Install
openclaw skills install local-llm-routerLocal LLM model router for Llama, Qwen, DeepSeek, Phi, Mistral, and Gemma across multiple devices. Self-hosted local LLM inference routing on macOS, Linux, and Windows. Local LLM 7-signal scoring engine picks the optimal machine for every local LLM request. OpenAI-compatible local LLM API with context protection, VRAM-aware fallback, and auto-retry. 本地LLM路由 inference router | LLM local enrutador de inferencia. Use when the user wants to optimize local LLM routing, reduce local LLM latency, or load balance local LLM across machines.
openclaw skills install local-llm-routerYou are managing a local LLM inference router that distributes local LLM requests across multiple Ollama instances using a 7-signal local LLM scoring engine.
You have multiple machines with GPUs but your local LLM inference scripts only talk to one. Switching local LLM models between machines means editing configs and restarting. There's no way to compare local LLM latency across nodes, no automatic local LLM failover, and no visibility into which machine handles which local LLM requests.
This local LLM router sits in front of your Ollama instances and picks the optimal device for every local LLM request — based on what local LLM models are hot in memory, how much headroom each machine has, how deep the local LLM queues are, and historical local LLM latency data. Drop-in compatible with the OpenAI SDK and Ollama API.
pip install ollama-herd # install the local LLM router
herd # launch the local LLM router (scores and routes)
herd-node # launch a local LLM node agent on each device
Package: ollama-herd | Repo: github.com/geeks-accelerator/ollama-herd
The local LLM router runs at http://localhost:11435 by default. Point any OpenAI-compatible client at http://localhost:11435/v1 for local LLM inference.
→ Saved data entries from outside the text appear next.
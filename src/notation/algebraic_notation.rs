//! Algebraic identifiers for legal moves.
//!
//! Every move first gets a provisional identifier: `O-O` or `O-O-O` for
//! castling, otherwise piece letter, `x` on capture, destination square,
//! ` e.p.` for en passant and `+` or `#` when the opponent ends up in check
//! or checkmate. Pawns have no letter. Two moves that share a provisional
//! identifier get the origin file (or rank, when the files match) inserted
//! after the piece letter. Larger collisions are refused.

use tracing::debug;

use crate::errors::{ChessErrors, ChessResult};
use crate::game_state::board::Board;
use crate::game_state::chess_types::Color;
use crate::move_generation::legal_move_checks::is_check;
use crate::move_generation::legal_move_generator::all_legal_moves;
use crate::moves::move_descriptions::{Move, MoveKind};
use crate::notation::legal_moves::{LegalMoves, NotatedMove};
use crate::utils::algebraic::{file_to_char, position_to_algebraic, rank_to_char};

pub const EN_PASSANT_SUFFIX: &str = " e.p.";

/// `+`, `#` or nothing, depending on what `mv` does to the opponent.
///
/// Mate counts every legal reply, en passant included, since `mv` is passed
/// on as the opponent's last move.
pub fn check_suffix(board: &Board, mv: &Move) -> ChessResult<&'static str> {
    let opponent = mv.moving_piece().color.opposite();
    let next = mv.apply(board);
    if !is_check(&next, opponent)? {
        return Ok("");
    }
    if all_legal_moves(&next, opponent, Some(mv))?.is_empty() {
        Ok("#")
    } else {
        Ok("+")
    }
}

pub fn provisional_identifier(board: &Board, mv: &Move) -> ChessResult<String> {
    if let MoveKind::Castling(side) = mv.kind {
        return Ok(side.notation().to_string());
    }

    let mut identifier = String::with_capacity(10);
    if let Some(letter) = mv.moving_piece().kind.notation_letter() {
        identifier.push(letter);
    }
    if mv.is_capturing {
        identifier.push('x');
    }
    identifier.push_str(&position_to_algebraic(mv.destination()));
    if mv.is_en_passant() {
        identifier.push_str(EN_PASSANT_SUFFIX);
    }
    identifier.push_str(check_suffix(board, mv)?);
    Ok(identifier)
}

/// Inserts the distinguishing origin component after the piece letter.
fn disambiguate_pair(identifier: &str, mv: &Move, other: &Move) -> String {
    let insert_at = usize::from(mv.moving_piece().kind.notation_letter().is_some());
    let marker = if mv.origin().file != other.origin().file {
        file_to_char(mv.origin().file)
    } else {
        rank_to_char(mv.origin().rank)
    };
    let mut out = String::with_capacity(identifier.len() + 1);
    out.push_str(&identifier[..insert_at]);
    out.push(marker);
    out.push_str(&identifier[insert_at..]);
    out
}

/// Assigns final identifiers to `moves`, keeping their order.
pub fn notate_moves(board: &Board, moves: Vec<Move>) -> ChessResult<LegalMoves> {
    let provisional = moves
        .iter()
        .map(|mv| provisional_identifier(board, mv))
        .collect::<ChessResult<Vec<_>>>()?;

    let mut entries = Vec::with_capacity(moves.len());
    for (index, mv) in moves.iter().enumerate() {
        let identifier = &provisional[index];
        let group: Vec<usize> = provisional
            .iter()
            .enumerate()
            .filter(|(_, other)| *other == identifier)
            .map(|(other_index, _)| other_index)
            .collect();

        let final_identifier = match group.len() {
            1 => identifier.clone(),
            2 => {
                let other_index = if group[0] == index { group[1] } else { group[0] };
                disambiguate_pair(identifier, mv, &moves[other_index])
            }
            count => {
                debug!(identifier = identifier.as_str(), count, "cannot disambiguate");
                return Err(ChessErrors::AmbiguousNotation {
                    identifier: identifier.clone(),
                    count,
                });
            }
        };
        entries.push(NotatedMove {
            identifier: final_identifier,
            mv: mv.clone(),
        });
    }
    Ok(LegalMoves::new(entries))
}

/// All legal moves for `color`, with final identifiers.
pub fn legal_moves_with_notation(
    board: &Board,
    color: Color,
    last_move: Option<&Move>,
) -> ChessResult<LegalMoves> {
    notate_moves(board, all_legal_moves(board, color, last_move)?)
}
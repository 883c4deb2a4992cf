//! Terminal-oriented Unicode board renderer.
//!
//! Creates a human-readable board view for debugging, tests, and text
//! front ends. Rank 8 is printed first so White sits at the bottom.

use crate::game_state::board::Board;
use crate::game_state::chess_types::{Color, PieceKind, Position};
use crate::game_state::game_state::GameState;

pub fn render_board(board: &Board) -> String {
    let mut out = String::new();

    out.push_str("  a b c d e f g h\n");

    for rank in (0..8u8).rev() {
        out.push(char::from(b'1' + rank));
        out.push(' ');

        for file in 0..8u8 {
            match board.get(Position { file, rank }) {
                Some(piece) => out.push(piece_to_unicode(piece.color, piece.kind)),
                None => out.push('·'),
            }

            if file < 7 {
                out.push(' ');
            }
        }

        out.push(' ');
        out.push(char::from(b'1' + rank));
        out.push('\n');
    }

    out.push_str("  a b c d e f g h");

    out
}

/// Board followed by the side to move and the turn number.
pub fn render_game_state(state: &GameState) -> String {
    format!(
        "{}\nCurrent player: {:?}.\nTurn {}.",
        render_board(&state.board),
        state.current_player,
        state.turn
    )
}

fn piece_to_unicode(color: Color, piece: PieceKind) -> char {
    match (color, piece) {
        (Color::White, PieceKind::Pawn) => '♙',
        (Color::White, PieceKind::Knight) => '♘',
        (Color::White, PieceKind::Bishop) => '♗',
        (Color::White, PieceKind::Rook) => '♖',
        (Color::White, PieceKind::Queen) => '♕',
        (Color::White, PieceKind::King) => '♔',
        (Color::Black, PieceKind::Pawn) => '♟',
        (Color::Black, PieceKind::Knight) => '♞',
        (Color::Black, PieceKind::Bishop) => '♝',
        (Color::Black, PieceKind::Rook) => '♜',
        (Color::Black, PieceKind::Queen) => '♛',
        (Color::Black, PieceKind::King) => '♚',
    }
}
# local_llm_client — connect to the local LLM router
from openai import OpenAI
local_llm_client = OpenAI(base_url="http://localhost:11435/v1", api_key="not-needed")
local_llm_response = local_llm_client.chat.completions.create(
model="llama3.3:70b", # local LLM model
messages=[{"role": "user", "content": "Hello from local LLM"}],
stream=True,
)
Every local LLM request is scored across 7 signals:
When clients send num_ctx in local LLM requests, the local LLM router intercepts it to prevent Ollama from reloading models unnecessarily:
num_ctx <= loaded context: stripped (local LLM model already supports it)num_ctx > loaded context: auto-upgrades to a larger loaded local LLM model with sufficient contextFLEET_CONTEXT_PROTECTION (strip/warn/passthrough)# local_llm_fleet_status — all local LLM nodes and queues
curl -s http://localhost:11435/fleet/status | python3 -m json.tool
# local_llm_model_list — every local LLM model on every node
curl -s http://localhost:11435/api/tags | python3 -m json.tool
# local_llm_hot_models — local LLM models in GPU memory
curl -s http://localhost:11435/api/ps | python3 -m json.tool
curl -s http://localhost:11435/v1/models | python3 -m json.tool
# local_llm_traces — recent local LLM routing decisions
curl -s "http://localhost:11435/dashboard/api/traces?limit=20" | python3 -m json.tool
Returns: local LLM model requested, node selected, score breakdown, latency, tokens, retry/fallback status.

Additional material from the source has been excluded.